Ne yazık ki İzmir ilinde egemen güçlerin dayattığı DEMOKRASİ ANLAYIŞI var.

Sayın Gürsel TEKİN, yoksa siz bilmiyor musunuz?

Demokrasi nedir derseniz eğer,

Demokrasi, tüm üye veya vatandaşların, organizasyon veya devlet politikasını şekillendirmede eşit hakka sahip olduğu bir yönetim biçimidir.

Jean Jacques Rousseau “Kelimenin tam anlamıyla gerçek bir demokrasi hiç bir zaman var olmadı ve var olmayacaktır” diye yıllar evvel söylemiş.

İleriyi gören, Mustafa Kemal ATATÜRK,

“Yöneticiler, iktidara saltanat sürmek için değil, millete hizmet içingetirilmişlerdir. Ulusa karşı olan görevlerini kötüye kullandıkları takdirde, şu ya da bu biçimde ulusal iradenin kendi haklarında vereceği kararla karşılaşırlar. Ulus tarafından, ulus adına devleti yönetmeye yetkili kılınanlar, gerektiğinde ulusa hesap vermek zorunda olduklarını bilmelidirler.”
Sizler bunu bilmiyor muydunuz?

Aziz KOCAOĞLU “Selden kütük kapmaya çalışanlar var” demişti, geçtiğimiz günlerde.

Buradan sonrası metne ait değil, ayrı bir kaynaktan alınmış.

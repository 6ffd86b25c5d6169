//! Modbus TCP client.
//!
//! A [`ModbusTcpClient`] owns one connection and serializes its traffic:
//! every operation sends a single request and waits for the matching
//! response, correlated by transaction and unit id. Instances are single
//! owners; for concurrent traffic create one client per connection.
//!
//! ```rust,no_run
//! use mboxid::{ModbusTcpClient, IpVersion};
//! use std::time::Duration;
//!
//! #[tokio::main]
//! async fn main() -> mboxid::ModbusResult<()> {
//!     let mut client = ModbusTcpClient::new();
//!     client
//!         .connect_to_server("localhost", "1502", IpVersion::Any,
//!                            Some(Duration::from_secs(3)))
//!         .await?;
//!     client.set_response_timeout(Some(Duration::from_secs(1)));
//!
//!     let registers = client.read_holding_registers(0x6B, 3).await?;
//!     println!("registers: {registers:?}");
//!
//!     client.disconnect();
//!     Ok(())
//! }
//! ```

use bytes::BytesMut;
use std::time::Duration;
use tokio::io::{AsyncReadExt, AsyncWriteExt};
use tokio::net::TcpStream;
use tokio::time::{timeout, timeout_at, Instant};

use crate::backend::DeviceIdentification;
use crate::error::{ModbusError, ModbusResult};
use crate::frame::{MbapHeader, MAX_PDU_SIZE, MBAP_HEADER_SIZE};
use crate::logging::{hex_dump, log_debug, log_error};
use crate::net::{resolve_endpoints, IpVersion};
use crate::pdu::{
    build_mask_write_register_request, build_read_bits_request,
    build_read_device_identification_request, build_read_registers_request,
    build_read_write_registers_request, build_write_multiple_coils_request,
    build_write_multiple_registers_request, build_write_single_coil_request,
    build_write_single_register_request, parse_echo_response,
    parse_read_bits_response, parse_read_device_identification_response,
    parse_read_registers_response, parse_read_write_registers_response,
    parse_write_multiple_response, ModbusFunction,
};
use crate::{SECURE_SERVER_DEFAULT_PORT, SERVER_DEFAULT_PORT};

/// Default unit identifier for Modbus TCP devices addressed directly.
const DEFAULT_UNIT_ID: u8 = 0xFF;

fn map_io(err: std::io::Error) -> ModbusError {
    use std::io::ErrorKind;
    match err.kind() {
        ErrorKind::UnexpectedEof | ErrorKind::ConnectionReset | ErrorKind::BrokenPipe => {
            ModbusError::ConnectionClosed
        }
        _ => err.into(),
    }
}

/// Modbus TCP client with serialized request/response handling.
pub struct ModbusTcpClient {
    stream: Option<TcpStream>,
    transaction_id: u16,
    unit_id: u8,
    response_timeout: Option<Duration>,
    // TLS support is reserved; only the default port selection honors it
    use_tls: bool,
}

impl ModbusTcpClient {
    pub fn new() -> Self {
        Self {
            stream: None,
            transaction_id: 0,
            unit_id: DEFAULT_UNIT_ID,
            response_timeout: None,
            use_tls: false,
        }
    }

    /// Connect to a server, trying each resolved endpoint in order.
    ///
    /// `connect_timeout` bounds every individual attempt; `None` leaves the
    /// operating system's limit in place. Individual failures are logged;
    /// only when every endpoint fails does this return `ActiveOpen`.
    pub async fn connect_to_server(
        &mut self,
        host: &str,
        service: &str,
        ip_version: IpVersion,
        connect_timeout: Option<Duration>,
    ) -> ModbusResult<()> {
        let default_port = if self.use_tls {
            SECURE_SERVER_DEFAULT_PORT
        } else {
            SERVER_DEFAULT_PORT
        };

        let endpoints = resolve_endpoints(host, service, ip_version, default_port).await?;

        for endpoint in endpoints {
            let attempt = match connect_timeout {
                Some(duration) => match timeout(duration, TcpStream::connect(endpoint)).await {
                    Ok(result) => result,
                    Err(_) => Err(std::io::Error::new(
                        std::io::ErrorKind::TimedOut,
                        "Connection timed out",
                    )),
                },
                None => TcpStream::connect(endpoint).await,
            };

            match attempt {
                Ok(stream) => {
                    stream.set_nodelay(true)?;
                    self.stream = Some(stream);
                    return Ok(());
                }
                Err(e) => log_error(format!("failed to connect to {endpoint}: {e}")),
            }
        }

        Err(ModbusError::active_open(format!(
            "failed to connect to [{host}]:{}",
            if service.is_empty() { default_port } else { service }
        )))
    }

    /// Drop the connection. Subsequent operations fail `NotConnected`.
    pub fn disconnect(&mut self) {
        self.stream = None;
    }

    pub fn is_connected(&self) -> bool {
        self.stream.is_some()
    }

    /// Bound the wait for a response. `None` waits indefinitely.
    pub fn set_response_timeout(&mut self, timeout: Option<Duration>) {
        self.response_timeout = timeout;
    }

    /// Set the unit identifier placed in every request.
    pub fn set_unit_id(&mut self, unit_id: u8) {
        self.unit_id = unit_id;
    }

    /// Send a request PDU and receive the matching response PDU.
    ///
    /// The transaction id is incremented per request; the response header
    /// must echo it and the unit id, otherwise the response is rejected
    /// with `Parse`. On a closed connection the stream is dropped so that
    /// subsequent calls fail `NotConnected`.
    pub async fn send_receive_pdu(&mut self, req_pdu: &[u8]) -> ModbusResult<Vec<u8>> {
        if req_pdu.is_empty() || req_pdu.len() > MAX_PDU_SIZE {
            return Err(ModbusError::invalid_argument("request pdu size invalid"));
        }

        let mut stream = self.stream.take().ok_or(ModbusError::NotConnected)?;
        self.transaction_id = self.transaction_id.wrapping_add(1);

        let result = Self::transact(
            &mut stream,
            self.transaction_id,
            self.unit_id,
            self.response_timeout,
            req_pdu,
        )
        .await;

        // a closed connection is gone for good; everything else leaves the
        // channel with the caller
        if !matches!(result, Err(ModbusError::ConnectionClosed)) {
            self.stream = Some(stream);
        }
        result
    }

    async fn transact(
        stream: &mut TcpStream,
        transaction_id: u16,
        unit_id: u8,
        response_timeout: Option<Duration>,
        req_pdu: &[u8],
    ) -> ModbusResult<Vec<u8>> {
        let header = MbapHeader::for_pdu_size(transaction_id, unit_id, req_pdu.len());
        let mut adu = BytesMut::with_capacity(MBAP_HEADER_SIZE + req_pdu.len());
        header.serialize(&mut adu);
        adu.extend_from_slice(req_pdu);

        log_debug(format!("send frame: {}", hex_dump(&adu)));

        stream.write_all(&adu).await.map_err(map_io)?;

        let deadline = response_timeout.map(|t| Instant::now() + t);

        let mut rsp_header_buf = [0u8; MBAP_HEADER_SIZE];
        Self::receive_exact(stream, &mut rsp_header_buf, deadline, response_timeout).await?;

        let rsp_header = MbapHeader::parse(&rsp_header_buf)?;
        if rsp_header.transaction_id != transaction_id || rsp_header.unit_id != unit_id {
            return Err(ModbusError::parse("response header does not match request"));
        }

        let mut rsp_pdu = vec![0u8; rsp_header.pdu_size()];
        Self::receive_exact(stream, &mut rsp_pdu, deadline, response_timeout).await?;

        log_debug(format!(
            "received frame: {}{}",
            hex_dump(&rsp_header_buf),
            hex_dump(&rsp_pdu)
        ));

        Ok(rsp_pdu)
    }

    async fn receive_exact(
        stream: &mut TcpStream,
        buf: &mut [u8],
        deadline: Option<Instant>,
        response_timeout: Option<Duration>,
    ) -> ModbusResult<()> {
        let result = match deadline {
            Some(deadline) => timeout_at(deadline, stream.read_exact(buf))
                .await
                .map_err(|_| {
                    ModbusError::timeout(
                        "receive response",
                        response_timeout.unwrap_or_default().as_millis() as u64,
                    )
                })?,
            None => stream.read_exact(buf).await,
        };
        result.map(|_| ()).map_err(map_io)
    }

    /// Read coils (function code 0x01).
    pub async fn read_coils(&mut self, addr: u16, cnt: u16) -> ModbusResult<Vec<bool>> {
        let req = build_read_bits_request(ModbusFunction::ReadCoils, addr, cnt)?;
        let rsp = self.send_receive_pdu(&req).await?;
        parse_read_bits_response(&rsp, ModbusFunction::ReadCoils, cnt)
    }

    /// Read discrete inputs (function code 0x02).
    pub async fn read_discrete_inputs(&mut self, addr: u16, cnt: u16) -> ModbusResult<Vec<bool>> {
        let req = build_read_bits_request(ModbusFunction::ReadDiscreteInputs, addr, cnt)?;
        let rsp = self.send_receive_pdu(&req).await?;
        parse_read_bits_response(&rsp, ModbusFunction::ReadDiscreteInputs, cnt)
    }

    /// Read holding registers (function code 0x03).
    pub async fn read_holding_registers(&mut self, addr: u16, cnt: u16) -> ModbusResult<Vec<u16>> {
        let req = build_read_registers_request(ModbusFunction::ReadHoldingRegisters, addr, cnt)?;
        let rsp = self.send_receive_pdu(&req).await?;
        parse_read_registers_response(&rsp, ModbusFunction::ReadHoldingRegisters, cnt)
    }

    /// Read input registers (function code 0x04).
    pub async fn read_input_registers(&mut self, addr: u16, cnt: u16) -> ModbusResult<Vec<u16>> {
        let req = build_read_registers_request(ModbusFunction::ReadInputRegisters, addr, cnt)?;
        let rsp = self.send_receive_pdu(&req).await?;
        parse_read_registers_response(&rsp, ModbusFunction::ReadInputRegisters, cnt)
    }

    /// Write a single coil (function code 0x05).
    pub async fn write_single_coil(&mut self, addr: u16, on: bool) -> ModbusResult<()> {
        let req = build_write_single_coil_request(addr, on);
        let rsp = self.send_receive_pdu(&req).await?;
        parse_echo_response(&rsp, &req, "write single coil")
    }

    /// Write a single holding register (function code 0x06).
    pub async fn write_single_register(&mut self, addr: u16, value: u16) -> ModbusResult<()> {
        let req = build_write_single_register_request(addr, value);
        let rsp = self.send_receive_pdu(&req).await?;
        parse_echo_response(&rsp, &req, "write single register")
    }

    /// Write multiple coils (function code 0x0F).
    pub async fn write_multiple_coils(&mut self, addr: u16, bits: &[bool]) -> ModbusResult<()> {
        let req = build_write_multiple_coils_request(addr, bits)?;
        let rsp = self.send_receive_pdu(&req).await?;
        parse_write_multiple_response(
            &rsp,
            ModbusFunction::WriteMultipleCoils,
            addr,
            bits.len() as u16,
        )
    }

    /// Write multiple holding registers (function code 0x10).
    pub async fn write_multiple_registers(&mut self, addr: u16, regs: &[u16]) -> ModbusResult<()> {
        let req = build_write_multiple_registers_request(addr, regs)?;
        let rsp = self.send_receive_pdu(&req).await?;
        parse_write_multiple_response(
            &rsp,
            ModbusFunction::WriteMultipleRegisters,
            addr,
            regs.len() as u16,
        )
    }

    /// Modify a holding register with AND/OR masks (function code 0x16).
    ///
    /// The device computes `(current & and_mask) | (or_mask & !and_mask)`.
    pub async fn mask_write_register(
        &mut self,
        addr: u16,
        and_mask: u16,
        or_mask: u16,
    ) -> ModbusResult<()> {
        let req = build_mask_write_register_request(addr, and_mask, or_mask);
        let rsp = self.send_receive_pdu(&req).await?;
        parse_echo_response(&rsp, &req, "mask write register")
    }

    /// Write then read holding registers in one transaction (function
    /// code 0x17).
    pub async fn read_write_multiple_registers(
        &mut self,
        wr_addr: u16,
        regs: &[u16],
        rd_addr: u16,
        rd_cnt: u16,
    ) -> ModbusResult<Vec<u16>> {
        let req = build_read_write_registers_request(wr_addr, regs, rd_addr, rd_cnt)?;
        let rsp = self.send_receive_pdu(&req).await?;
        parse_read_write_registers_response(&rsp, rd_cnt)
    }

    /// Read the basic device identification objects (function code 0x2B).
    pub async fn read_device_identification(&mut self) -> ModbusResult<DeviceIdentification> {
        let req = build_read_device_identification_request();
        let rsp = self.send_receive_pdu(&req).await?;
        parse_read_device_identification_response(&rsp)
    }
}

impl Default for ModbusTcpClient {
    fn default() -> Self {
        Self::new()
    }
}

#[cfg(test)]
mod tests {
    use super::*;

    #[tokio::test]
    async fn test_not_connected() {
        let mut client = ModbusTcpClient::new();
        let err = client.read_coils(0, 1).await.unwrap_err();
        assert!(matches!(err, ModbusError::NotConnected));
        assert!(!client.is_connected());
    }

    #[tokio::test]
    async fn test_argument_validation_before_io() {
        let mut client = ModbusTcpClient::new();

        // count out of range is rejected before the missing connection is
        // even noticed
        let err = client.read_coils(0, 2001).await.unwrap_err();
        assert!(matches!(err, ModbusError::InvalidArgument { .. }));

        let err = client.write_multiple_registers(0, &[]).await.unwrap_err();
        assert!(matches!(err, ModbusError::InvalidArgument { .. }));
    }

    #[tokio::test]
    async fn test_connect_refused() {
        let mut client = ModbusTcpClient::new();
        let err = client
            .connect_to_server("127.0.0.1", "1", IpVersion::V4, Some(Duration::from_secs(1)))
            .await
            .unwrap_err();
        assert!(matches!(err, ModbusError::ActiveOpen { .. }));
    }
}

Oysaki söylenen ve tartışılan sözün gerçeği, “Sen benim kütüğümü yuvarla, ben de seninkini”

Bu yuvarlanan kütükler o kadar çoğaldı ki, aslına bakılırsa, DEMOKRASİ, GİZLİ BİR ARİSTOKRASİDİR.

Aristokrasi nedir diye sorarsanız, İzmir ilinin alışık olduğu, Üstün soylular yönetimi, seçkinlerin, egemenliği.

Kılıçdaroğlu “Türkiye'de demokrasi var mı? Demokrasi istiyorsan önce kendi ülkende getireceksin'' demiş de, Sn Kılıçdaroğlu, İzmir’de demokrasi var mı? CHP İzmir Milletvekillerinizden, Mehmet Ali Susam kaçak villa yapıyor, yapı tatil zaptı tutuluyor, Alaattin Yüksel’in iş yeri mühürleniyor, İlçe Belediye Başkanı Sıtkı Kürüm’ün villa kaçak olduğu için, mühürleniyor,

Bunları yapan kimler, bizlerin seçtiği mümtaz kişiler.

Sizce, gerçekten İzmir’de demokrasi var mı?

Ben bunları sorgulayınca, Adnan KESKİN “ Hanımefendi size ne“ diyor.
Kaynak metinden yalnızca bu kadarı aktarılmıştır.